◆ TASK INSTRUCTIONS ◆
A single number is the answer here: how many lines below include "same"?

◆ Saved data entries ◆
------------------------------------------------
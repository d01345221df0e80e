// SPDX-License-Identifier: BUSL-1.1
// Copyright (c) 2026 Joborc Contributors

//! The job-record storage contract (§6.1 calls this `QueueStorage` even
//! though it stores [`Job`] records, not queue messages — the queue's own
//! contract is [`crate::MessageQueue`]). An in-memory reference
//! implementation is provided for tests and for single-process deployments;
//! a real backend (the relational store with secondary indexes mentioned in
//! spec §1) would implement the same trait against Postgres or similar.

use crate::error::StorageError;
use async_trait::async_trait;
use joborc_core::{Counters, CountersDelta, Job, JobId, JobStatus, JobType};
use parking_lot::Mutex;
use std::collections::HashMap;
use std::sync::Arc;

/// Filter for `ListJobs` (§4.5).
#[derive(Debug, Clone, Default)]
pub struct JobFilter {
    pub status: Option<JobStatus>,
    pub job_type: Option<JobType>,
    pub roots_only: bool,
}

/// Per-step aggregation returned by `GetStepStats` (§4.5), computed over
/// worker jobs sharing a `manager_id`.
#[derive(Debug, Clone, Copy, Default, PartialEq, Eq)]
pub struct StepStats {
    pub total: u64,
    pub pending: u64,
    pub running: u64,
    pub completed: u64,
    pub failed: u64,
    pub cancelled: u64,
    pub documents: u64,
}

#[async_trait]
pub trait QueueStorage: Send + Sync {
    async fn get_job(&self, id: JobId) -> Result<Option<Job>, StorageError>;
    async fn get_child_jobs(&self, parent_id: JobId) -> Result<Vec<Job>, StorageError>;
    async fn list_jobs(&self, filter: &JobFilter) -> Result<Vec<Job>, StorageError>;
    async fn save_job(&self, job: Job) -> Result<(), StorageError>;

    /// Idempotent; rejects transitions out of terminal states via
    /// [`joborc_core::JobStatusError`] surfaced as `StorageError::Transient`.
    async fn update_job_status(
        &self,
        id: JobId,
        status: JobStatus,
        message: Option<String>,
        now_ms: u64,
    ) -> Result<bool, StorageError>;

    /// The sole counter mutation path (§4.5). Applies `delta` to `id`'s
    /// counters in one atomic step and returns the post-update counters.
    async fn update_progress_counters_atomic(
        &self,
        id: JobId,
        delta: CountersDelta,
        now_ms: u64,
    ) -> Result<Counters, StorageError>;

    /// Returns the post-increment value.
    async fn increment_document_count_atomic(&self, id: JobId) -> Result<i64, StorageError>;

    async fn update_job_heartbeat(&self, id: JobId, now_ms: u64) -> Result<(), StorageError>;

    /// Called exactly once at process startup (§4.5). Returns the count of
    /// jobs transitioned.
    async fn mark_running_jobs_as_pending(&self, reason: &str, now_ms: u64) -> Result<u64, StorageError>;

    /// Running jobs whose heartbeat is older than `threshold_minutes`.
    async fn get_stale_jobs(&self, threshold_minutes: u64, now_ms: u64) -> Result<Vec<Job>, StorageError>;

    async fn get_step_stats(&self, manager_id: JobId) -> Result<StepStats, StorageError>;
    async fn list_step_jobs(&self, manager_id: JobId) -> Result<Vec<Job>, StorageError>;
}

/// Reference in-memory implementation. A single `parking_lot::Mutex` guards
/// the whole table — coarse, but it is exactly what makes
/// `update_progress_counters_atomic` genuinely atomic with respect to every
/// other read or write in this process (§4.5's "linearizable" requirement).
#[derive(Clone, Default)]
pub struct InMemoryJobStorage {
    jobs: Arc<Mutex<HashMap<JobId, Job>>>,
}

impl InMemoryJobStorage {
    pub fn new() -> Self {
        Self::default()
    }
}

#[async_trait]
impl QueueStorage for InMemoryJobStorage {
    async fn get_job(&self, id: JobId) -> Result<Option<Job>, StorageError> {
        Ok(self.jobs.lock().get(&id).cloned())
    }

    async fn get_child_jobs(&self, parent_id: JobId) -> Result<Vec<Job>, StorageError> {
        Ok(self
            .jobs
            .lock()
            .values()
            .filter(|j| j.parent_id == Some(parent_id))
            .cloned()
            .collect())
    }

    async fn list_jobs(&self, filter: &JobFilter) -> Result<Vec<Job>, StorageError> {
        Ok(self
            .jobs
            .lock()
            .values()
            .filter(|j| !filter.roots_only || j.is_root())
            .filter(|j| filter.status.map_or(true, |s| s == j.status))
            .filter(|j| filter.job_type.map_or(true, |t| t == j.job_type))
            .cloned()
            .collect())
    }

    async fn save_job(&self, job: Job) -> Result<(), StorageError> {
        self.jobs.lock().insert(job.id, job);
        Ok(())
    }

    async fn update_job_status(
        &self,
        id: JobId,
        status: JobStatus,
        message: Option<String>,
        now_ms: u64,
    ) -> Result<bool, StorageError> {
        let mut jobs = self.jobs.lock();
        let job = jobs.get_mut(&id).ok_or(StorageError::JobNotFound(id))?;
        job.transition(status, now_ms, message)
            .map_err(|e| StorageError::Transient(e.to_string()))
    }

    async fn update_progress_counters_atomic(
        &self,
        id: JobId,
        delta: CountersDelta,
        now_ms: u64,
    ) -> Result<Counters, StorageError> {
        let mut jobs = self.jobs.lock();
        let job = jobs.get_mut(&id).ok_or(StorageError::JobNotFound(id))?;
        if !delta.is_noop() {
            job.counters.apply(delta);
            job.updated_at_epoch_ms = now_ms;
            job.progress.current = job.counters.completed_children as u64;
            job.progress.total = job.counters.total_children as u64;
        }
        Ok(job.counters)
    }

    async fn increment_document_count_atomic(&self, id: JobId) -> Result<i64, StorageError> {
        let mut jobs = self.jobs.lock();
        let job = jobs.get_mut(&id).ok_or(StorageError::JobNotFound(id))?;
        job.counters.document_count += 1;
        Ok(job.counters.document_count)
    }

    async fn update_job_heartbeat(&self, id: JobId, now_ms: u64) -> Result<(), StorageError> {
        let mut jobs = self.jobs.lock();
        let job = jobs.get_mut(&id).ok_or(StorageError::JobNotFound(id))?;
        job.heartbeat_at_epoch_ms = Some(now_ms);
        Ok(())
    }

    async fn mark_running_jobs_as_pending(&self, reason: &str, now_ms: u64) -> Result<u64, StorageError> {
        let mut jobs = self.jobs.lock();
        let mut count = 0;
        for job in jobs.values_mut() {
            if job.status == JobStatus::Running {
                job.status = JobStatus::Pending;
                job.started_at_epoch_ms = None;
                job.heartbeat_at_epoch_ms = None;
                job.updated_at_epoch_ms = now_ms;
                job.error_message = Some(format!("recovered at startup: {reason}"));
                count += 1;
            }
        }
        Ok(count)
    }

    async fn get_stale_jobs(&self, threshold_minutes: u64, now_ms: u64) -> Result<Vec<Job>, StorageError> {
        let threshold_ms = threshold_minutes.saturating_mul(60_000);
        Ok(self
            .jobs
            .lock()
            .values()
            .filter(|j| j.status == JobStatus::Running)
            .filter(|j| match j.heartbeat_at_epoch_ms {
                Some(hb) => now_ms.saturating_sub(hb) >= threshold_ms,
                None => true,
            })
            .cloned()
            .collect())
    }

    async fn get_step_stats(&self, manager_id: JobId) -> Result<StepStats, StorageError> {
        let jobs = self.jobs.lock();
        let mut stats = StepStats::default();
        for job in jobs.values().filter(|j| j.manager_id == Some(manager_id)) {
            stats.total += 1;
            stats.documents += job.counters.document_count as u64;
            match job.status {
                JobStatus::Pending => stats.pending += 1,
                JobStatus::Running => stats.running += 1,
                JobStatus::Completed => stats.completed += 1,
                JobStatus::Failed => stats.failed += 1,
                JobStatus::Cancelled => stats.cancelled += 1,
            }
        }
        Ok(stats)
    }

    async fn list_step_jobs(&self, manager_id: JobId) -> Result<Vec<Job>, StorageError> {
        Ok(self
            .jobs
            .lock()
            .values()
            .filter(|j| j.manager_id == Some(manager_id))
            .cloned()
            .collect())
    }
}

#[cfg(test)]
#[path = "job_storage_tests.rs"]
mod tests;
// SPDX-License-Identifier: BUSL-1.1
// Copyright (c) 2026 Joborc Contributors

//! Crawl Step Manager (§4.6): fetches pages and spawns a child per newly
//! discovered link, up to `max_depth`.

use crate::step_manager::{StepContext, StepManager, StepResult};
use async_trait::async_trait;
use joborc_adapters::Fetcher;
use joborc_core::{Clock, Job, JobId, JobType};
use serde_json::json;
use std::sync::Arc;

pub struct CrawlStepManager {
    fetcher: Arc<dyn Fetcher>,
}

impl CrawlStepManager {
    pub fn new(fetcher: Arc<dyn Fetcher>) -> Self {
        Self { fetcher }
    }
}

/// A job either carries an explicit `seed_urls` list (the step job created
/// by the Definition Orchestrator) or a single `url`/`depth` pair (a child
/// spawned by a previous crawl). Both shapes are handled the same way.
fn frontier(job: &Job) -> Vec<(String, u32)> {
    if let Some(seeds) = job.config.get("seed_urls").and_then(|v| v.as_array()) {
        return seeds.iter().filter_map(|v| v.as_str()).map(|url| (url.to_string(), 0)).collect();
    }
    if let Some(url) = job.config.get("url").and_then(|v| v.as_str()) {
        let depth = job.config.get("depth").and_then(|v| v.as_u64()).unwrap_or(0) as u32;
        return vec![(url.to_string(), depth)];
    }
    Vec::new()
}

fn passes_filters(url: &str, filters: &[String]) -> bool {
    filters.is_empty() || filters.iter().any(|f| url.contains(f.as_str()))
}

#[async_trait]
impl<C: Clock> StepManager<C> for CrawlStepManager {
    fn action(&self) -> &'static str {
        "crawl"
    }

    async fn execute(&self, ctx: &StepContext<C>, job: &Job, root_id: JobId) -> StepResult {
        let max_depth = job.config.get("max_depth").and_then(|v| v.as_u64()).unwrap_or(0) as u32;
        let filters: Vec<String> = job
            .config
            .get("filters")
            .and_then(|v| v.as_array())
            .map(|values| values.iter().filter_map(|v| v.as_str().map(str::to_string)).collect())
            .unwrap_or_default();

        // The step job that owns this whole crawl, whether `job` is that
        // step job itself or a worker several links deep into its frontier.
        let manager_id = job.manager_id.or(Some(job.id));

        let mut documents_produced = 0;
        let mut children_spawned = 0;

        for (url, depth) in frontier(job) {
            let page = match self.fetcher.fetch(&url).await {
                Ok(page) => page,
                Err(error) => {
                    tracing::warn!(job_id = %root_id, %url, %error, "crawl fetch failed");
                    continue;
                }
            };
            documents_produced += 1;

            if depth >= max_depth {
                continue;
            }
            for link in &page.links {
                if !passes_filters(link, &filters) {
                    continue;
                }
                let config = [("url".to_string(), json!(link)), ("depth".to_string(), json!(depth + 1))].into();
                match ctx
                    .spawn_child(
                        job.id,
                        manager_id,
                        JobType::Crawler,
                        "crawl",
                        link.clone(),
                        config,
                        "crawl",
                        Some(link.clone()),
                        Some(depth + 1),
                    )
                    .await
                {
                    Ok(_) => children_spawned += 1,
                    Err(error) => tracing::warn!(job_id = %root_id, %link, %error, "failed to spawn crawl child"),
                }
            }
        }

        StepResult { success: true, children_spawned, documents_produced, error: None, result_payload: Default::default() }
    }
}

#[cfg(test)]
#[path = "crawl_tests.rs"]
mod tests;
------------------------------------------------
◆ SOLUTION TO THIS PROBLEM ◆
2